A knife to the throatALT

Imagine a scene where our protagonist attempts to coerce a confession out of the villain. She draws her weapon and holds it up against the villain’s throat in a threatening manner while the camera zooms in to get a close-up shot in profile between our protagonist and villain. Seems simple enough, right?

A sword to the throatALT

Clearly, the positioning of the weapon in this cinematic sequence would need to be very different if the protagonist is primarily a dagger wielder compared to a sword. You can’t hold a dagger and a sword in the same position to threaten - if your sword point were at the enemy’s neck, holding a dagger at the same position would put the dagger’s point laughably far away. If you held a sword where the dagger point would be at the villain’s throat, your blade would already be penetrating through the opponent’s neck.

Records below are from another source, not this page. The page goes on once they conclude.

// Copyright 2025 the Understory Authors
// SPDX-License-Identifier: Apache-2.0 OR MIT

//! Understory Crop: pan/pinch crop viewport primitives.
//!
//! This crate models the headless core of an image cropper: a fixed-shape
//! viewport inside a container, and an image the user pans and pinch-zooms
//! underneath it. It focuses on:
//! - Viewport geometry from container size, aspect ratio and padding
//!   ([`compute_viewport`]).
//! - A gesture-driven scale + translation controller with zoom limits and
//!   snap-back ([`TransformController`]).
//! - Clamp policies shared by every positioning path ([`ClampMode`]).
//! - Snapshots for exporting exactly the framed pixels ([`CropRequest`]).
//!
//! It does **not** draw, decode or encode anything. Callers are expected to:
//! - Forward pointer events (see `understory_touch`) and layout changes.
//! - Paint the image with [`TransformController::materialize`] and dim the
//!   area outside the viewport using [`overlay_rects`].
//! - Hand a [`CropRequest`] to whatever image pipeline performs the export.
//!
//! ## Minimal example
//!
//! ```rust
//! use kurbo::{Point, Size, Vec2};
//! use understory_crop::{CropConfig, TransformController};
//! use understory_touch::PointerEvent;
//!
//! let mut crop = TransformController::with_config(CropConfig {
//!     aspect_ratio: 1.0,
//!     ..CropConfig::default()
//! })
//! .unwrap();
//!
//! // A 200x100 image in a 400x400 container: cover fit is 4x, centered.
//! crop.reset(Size::new(200.0, 100.0), Size::new(400.0, 400.0));
//! assert_eq!(crop.scale(), 4.0);
//! assert_eq!(crop.position(), Vec2::new(-200.0, 0.0));
//!
//! // Drag right; on release the image snaps back to cover the viewport.
//! crop.on_pointer_event(&PointerEvent::down(1, Point::new(100.0, 100.0)));
//! crop.on_pointer_event(&PointerEvent::moved(1, Point::new(400.0, 100.0)));
//! crop.on_pointer_event(&PointerEvent::up(1, Point::new(400.0, 100.0)));
//! assert_eq!(crop.position(), Vec2::new(0.0, 0.0));
//!
//! let request = crop.crop_request().unwrap();
//! assert_eq!((request.width(), request.height()), (400, 400));
//! ```
//!
//! ## Design notes
//!
//! - Zoom is **uniform**; rotation is out of scope.
//! - Position is the container-space offset of the scaled image's top-left
//!   corner, so `container = image * scale + position`.
//! - Pinches anchor the image point under the initial pointer midpoint and
//!   keep it under the current midpoint.
//! - Invalid configuration values are refused with a [`ConfigError`] and the
//!   previous value stays in effect.
//! - Diagnostics go through `tracing`; no subscriber is installed here.
//!
//! This crate is `no_std`.

#![no_std]

mod bounds;
mod clamp;
mod config;
mod controller;
mod crop;
mod error;
mod overlay;
mod viewport;

pub use bounds::{DEFAULT_MAXIMUM_SCALE, DEFAULT_MINIMUM_SCALE, ScaleBounds};
pub use clamp::{ClampMode, centered_position, clamp_position, cover_fit_scale, image_rect};
pub use config::CropConfig;
pub use controller::{ControllerDebugInfo, TransformController};
pub use crop::{CropRequest, MAX_QUALITY, OutputFormat};
pub use error::ConfigError;
pub use overlay::{OverlayStyle, overlay_rects};
pub use viewport::{NATIVE_ASPECT_RATIO, ViewportGeometry, ViewportSpec, compute_viewport};
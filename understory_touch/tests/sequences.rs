// Copyright 2025 the Understory Authors
// SPDX-License-Identifier: Apache-2.0 OR MIT

//! Tests for the `understory_touch` crate.
//!
//! These replay realistic (and deliberately messy) event streams through a
//! `TouchTracker` and check the phase transitions and reported updates.

use kurbo::{Point, Vec2};
use understory_touch::{GesturePhase, PinchSample, PointerEvent, PointerId, TouchTracker, TouchUpdate};

#[test]
fn pan_pinch_pan_idle_round_trip() {
    let mut touch = TouchTracker::default();
    let mut phases = [GesturePhase::Idle; 6];

    touch.on_event(&PointerEvent::down(10, Point::new(100.0, 100.0)));
    phases[0] = touch.phase();
    touch.on_event(&PointerEvent::moved(10, Point::new(110.0, 100.0)));
    phases[1] = touch.phase();
    touch.on_event(&PointerEvent::down(11, Point::new(210.0, 100.0)));
    phases[2] = touch.phase();
    touch.on_event(&PointerEvent::moved(11, Point::new(310.0, 100.0)));
    phases[3] = touch.phase();
    touch.on_event(&PointerEvent::up(10, Point::new(110.0, 100.0)));
    phases[4] = touch.phase();
    touch.on_event(&PointerEvent::up(11, Point::new(310.0, 100.0)));
    phases[5] = touch.phase();

    assert_eq!(
        phases,
        [
            GesturePhase::Panning,
            GesturePhase::Panning,
            GesturePhase::Pinching,
            GesturePhase::Pinching,
            GesturePhase::Panning,
            GesturePhase::Idle,
        ]
    );
}

#[test]
fn pinch_samples_track_either_pointer() {
    let mut touch = TouchTracker::default();
    touch.on_event(&PointerEvent::down(1, Point::new(0.0, 0.0)));
    touch.on_event(&PointerEvent::down(2, Point::new(0.0, 100.0)));

    let update = touch.on_event(&PointerEvent::moved(1, Point::new(0.0, -100.0)));
    assert_eq!(
        update,
        TouchUpdate::Pinch {
            sample: PinchSample {
                midpoint: Point::new(0.0, 0.0),
                distance: 200.0,
            }
        }
    );
    assert_eq!(
        touch.pinch_sample(),
        Some(PinchSample::between(
            Point::new(0.0, -100.0),
            Point::new(0.0, 100.0)
        ))
    );
}

#[test]
fn first_finger_lift_hands_pan_to_second() {
    let mut touch = TouchTracker::default();
    touch.on_event(&PointerEvent::down(1, Point::new(0.0, 0.0)));
    touch.on_event(&PointerEvent::down(2, Point::new(50.0, 50.0)));
    touch.on_event(&PointerEvent::up(1, Point::new(0.0, 0.0)));

    assert_eq!(touch.position_of(PointerId(1)), None);
    assert_eq!(touch.position_of(PointerId(2)), Some(Point::new(50.0, 50.0)));

    // A new finger can start another pinch.
    let update = touch.on_event(&PointerEvent::down(3, Point::new(50.0, 150.0)));
    assert!(matches!(update, TouchUpdate::PinchBegan { .. }));

    let update = touch.on_event(&PointerEvent::up(3, Point::new(50.0, 150.0)));
    assert_eq!(
        update,
        TouchUpdate::PinchEnded {
            position: Point::new(50.0, 50.0)
        }
    );
    let update = touch.on_event(&PointerEvent::moved(2, Point::new(40.0, 45.0)));
    assert_eq!(
        update,
        TouchUpdate::Pan {
            delta: Vec2::new(-10.0, -5.0)
        }
    );
}

#[test]
fn noisy_stream_never_panics_and_ends_idle() {
    let mut touch = TouchTracker::default();
    let p = Point::new(1.0, 2.0);
    let stream = [
        PointerEvent::moved(5, p),
        PointerEvent::up(5, p),
        PointerEvent::down(1, p),
        PointerEvent::down(1, p),
        PointerEvent::down(2, p),
        PointerEvent::down(3, p),
        PointerEvent::down(4, p),
        PointerEvent::moved(4, p),
        PointerEvent::up(3, p),
        PointerEvent::up(2, p),
        PointerEvent::up(2, p),
        PointerEvent::cancel(9, p),
        PointerEvent::cancel(9, p),
    ];
    let updates = stream.map(|e| touch.on_event(&e));

    assert_eq!(updates[0], TouchUpdate::Ignored);
    assert_eq!(updates[1], TouchUpdate::Ignored);
    assert_eq!(updates[3], TouchUpdate::Ignored);
    assert!(matches!(updates[4], TouchUpdate::PinchBegan { .. }));
    assert_eq!(updates[5], TouchUpdate::Ignored);
    assert_eq!(updates[9], TouchUpdate::PinchEnded { position: p });
    assert_eq!(updates[10], TouchUpdate::Ignored);
    assert_eq!(updates[11], TouchUpdate::Ended);
    assert_eq!(updates[12], TouchUpdate::Ignored);
    assert_eq!(touch.phase(), GesturePhase::Idle);
}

This gets worse the more kinds of weapons we support, especially if the weapon doesn’t have a blade - axe, spear, staff, bow, fist, gun, two-handed sword, mace, club, one-handed sword, crossbow, etc. will all have very different contexts when held to a throat.

Planetary ExplosionALT

In such situations, creating a different animation for this one cinematic for each type of weapon we allow results in a combinatoric explosion unless we severely limit the scope of the weapons somehow. This is why Dragon Age II utilized the famous “murder knife” for many of its cinematics - it was a reliable well-defined weapon that could be used by any protagonist class and still made visual sense. Similar constraints also exist for outfits and equipment. That profile shot would look really weird if, for example, the protagonist was wearing massive World of Warcraft-style shoulder pads that obstructed the view because they was emitting massive screen-obscuring particle effects. We have to standardize certain things in order to keep the scope of the cinematics from ballooning out of control.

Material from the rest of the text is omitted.